The decision is one of the first coronavirus-related court rulings among dozens of cases filed by restaurants and other businesses over the past three months seeking business interruption coverage.

In the case Gavrilides Management Co. et al. vs. Michigan Insurance Co., Joyce Draganchuk, a state court judge in Mason, Michigan, on July 1 granted summary judgment to Michigan Insurance, a Grand Rapids-based unit of Donegal Group Inc. The insurer had filed a dismissal motion after it was sued for insurance coverage by Gavrilides Management, which operates the Soup Spoon Café in Lansing and The Bistro in Williamston.

According to a video recording of the ruling, the judge ruled that under the wording of the policy, the restaurants would have to suffer “direct physical loss or damage” as a result of the coronavirus for coverage to apply.

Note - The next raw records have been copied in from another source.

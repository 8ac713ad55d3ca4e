//! Role-based access control model mirrored from the admin backend.

use std::fmt::{Display, Formatter};

use serde::{Deserialize, Serialize};
use tallyboard_core::{AppError, AppResult};

macro_rules! string_identifier {
    ($(#[$meta:meta])* $name:ident) => {
        $(#[$meta])*
        #[derive(Debug, Clone, PartialEq, Eq, Hash, PartialOrd, Ord, Serialize, Deserialize)]
        #[serde(transparent)]
        pub struct $name(String);

        impl $name {
            /// Creates an identifier from its transport value.
            #[must_use]
            pub fn new(value: impl Into<String>) -> Self {
                Self(value.into())
            }

            /// Returns the transport value.
            #[must_use]
            pub fn as_str(&self) -> &str {
                self.0.as_str()
            }
        }

        impl Display for $name {
            fn fmt(&self, formatter: &mut Formatter<'_>) -> std::fmt::Result {
                formatter.write_str(self.0.as_str())
            }
        }

        impl From<&str> for $name {
            fn from(value: &str) -> Self {
                Self(value.to_owned())
            }
        }
    };
}

string_identifier!(
    /// Backend user identifier.
    UserId
);
string_identifier!(
    /// Backend role identifier.
    RoleId
);
string_identifier!(
    /// Backend permission identifier.
    PermissionId
);
string_identifier!(
    /// Backend identifier of one user-role assignment edge.
    AssignmentId
);

/// Admin-visible user account.
#[derive(Debug, Clone, PartialEq, Eq, Serialize, Deserialize)]
pub struct User {
    /// User identifier.
    pub id: UserId,
    /// Login name.
    pub username: String,
    /// Contact email.
    pub email: String,
    /// Whether the account may sign in.
    pub is_active: bool,
}

/// Named bundle of permissions.
#[derive(Debug, Clone, PartialEq, Eq, Serialize, Deserialize)]
pub struct Role {
    /// Role identifier.
    pub id: RoleId,
    /// Unique machine name.
    pub name: String,
    /// Label shown in the UI.
    pub display_name: String,
    /// Free-form description.
    pub description: String,
    /// Permissions granted by the role.
    pub permission_ids: std::collections::BTreeSet<PermissionId>,
}

/// Single grantable permission.
#[derive(Debug, Clone, PartialEq, Eq, Serialize, Deserialize)]
pub struct Permission {
    /// Permission identifier.
    pub id: PermissionId,
    /// Unique machine name, e.g. `payments.read`.
    pub name: String,
    /// Free-form description.
    pub description: String,
    /// Resource the permission applies to, when the backend groups by resource.
    pub resource: Option<String>,
}

/// Authoritative user-role edge owned by the backend.
#[derive(Debug, Clone, PartialEq, Eq, Serialize, Deserialize)]
pub struct Assignment {
    /// Edge identifier.
    pub id: AssignmentId,
    /// Assigned user.
    pub user_id: UserId,
    /// Assigned role.
    pub role_id: RoleId,
}

/// Batched permission operation.
#[derive(Debug, Clone, Copy, PartialEq, Eq, Serialize, Deserialize)]
#[serde(rename_all = "snake_case")]
pub enum BulkPermissionOperation {
    /// Delete the selected permissions.
    Delete,
    /// Grant the selected permissions to a role.
    AssignToRole,
    /// Remove the selected permissions from a role.
    RemoveFromRole,
}

impl BulkPermissionOperation {
    /// Returns a stable transport value for this operation.
    #[must_use]
    pub fn as_str(&self) -> &'static str {
        match self {
            Self::Delete => "delete",
            Self::AssignToRole => "assign_to_role",
            Self::RemoveFromRole => "remove_from_role",
        }
    }

    /// Returns true when the operation needs a target role.
    #[must_use]
    pub fn requires_target_role(&self) -> bool {
        matches!(self, Self::AssignToRole | Self::RemoveFromRole)
    }
}

/// Validated batched permission request.
#[derive(Debug, Clone, PartialEq, Eq, Serialize, Deserialize)]
pub struct BulkPermissionRequest {
    permission_ids: Vec<PermissionId>,
    operation: BulkPermissionOperation,
    target_role_id: Option<RoleId>,
}

impl BulkPermissionRequest {
    /// Validates and creates a bulk request.
    pub fn new(
        permission_ids: Vec<PermissionId>,
        operation: BulkPermissionOperation,
        target_role_id: Option<RoleId>,
    ) -> AppResult<Self> {
        if permission_ids.is_empty() {
            return Err(AppError::Validation(
                "bulk permission operation requires at least one permission".to_owned(),
            ));
        }

        if operation.requires_target_role() && target_role_id.is_none() {
            return Err(AppError::Validation(format!(
                "bulk permission operation '{}' requires a target role",
                operation.as_str()
            )));
        }

        let target_role_id = if operation.requires_target_role() {
            target_role_id
        } else {
            None
        };

        Ok(Self {
            permission_ids,
            operation,
            target_role_id,
        })
    }

    /// Returns the selected permissions.
    #[must_use]
    pub fn permission_ids(&self) -> &[PermissionId] {
        &self.permission_ids
    }

    /// Returns the requested operation.
    #[must_use]
    pub fn operation(&self) -> BulkPermissionOperation {
        self.operation
    }

    /// Returns the target role for role-scoped operations.
    #[must_use]
    pub fn target_role_id(&self) -> Option<&RoleId> {
        self.target_role_id.as_ref()
    }
}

Direct physical loss must be something “with material existence, something that is tangible, something … that alters the physical integrity of the property,” the judge said.

The restaurants’ complaint alleged a loss of business due to government-ordered business restrictions after the coronavirus outbreak in March, but it did not allege any compensable physical damage due to the virus, she said.

“The plaintiff just can’t avoid the requirement that there has to be something that physically alters the integrity of the property,” the judge said.

According to the judge, Gavrilides seemed to allege that the physical requirement of the policy was met because customers could not physically use the dine-in services.

“But that argument is just simply nonsense and it comes nowhere close to meeting the requirement that there has to be physical alteration” to the integrity of the building, she said.

Numerous other businesses have sued their insurers for business interruption coverage using similar arguments. Most of the cases are still pending, but in a ruling in May in New York, a judge ruled in favor of an insurer in a suit filed by a magazine publisher.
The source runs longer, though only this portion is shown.